• Problem statement:
Each line of the data below containing "String" needs to be listed.
=======
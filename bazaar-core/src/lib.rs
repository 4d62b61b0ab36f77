pub mod identity;
pub mod pii;
pub mod notification;
pub mod dispatcher;

pub use identity::Principal;
pub use pii::Masked;
pub use notification::{EmailMessage, LogNotifier, Notifier, NotifyError};
pub use dispatcher::{DispatchPolicy, DispatchStats, NotificationDispatcher, NotificationQueue};

#[derive(Debug, thiserror::Error)]
pub enum CoreError {
    #[error("Identity verification failed: {0}")]
    IdentityError(String),
}
use std::sync::Arc;

use bazaar_order::{OrderManager, SalesReporter};

#[derive(Clone)]
pub struct AuthConfig {
    pub secret: String,
    pub cookie_name: String,
}

#[derive(Clone)]
pub struct AppState {
    pub orders: Arc<OrderManager>,
    pub reports: Arc<SalesReporter>,
    pub auth: AuthConfig,
}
=======
• Reply:
    IdentityError(String),
    pub secret: String,
    pub cookie_name: String,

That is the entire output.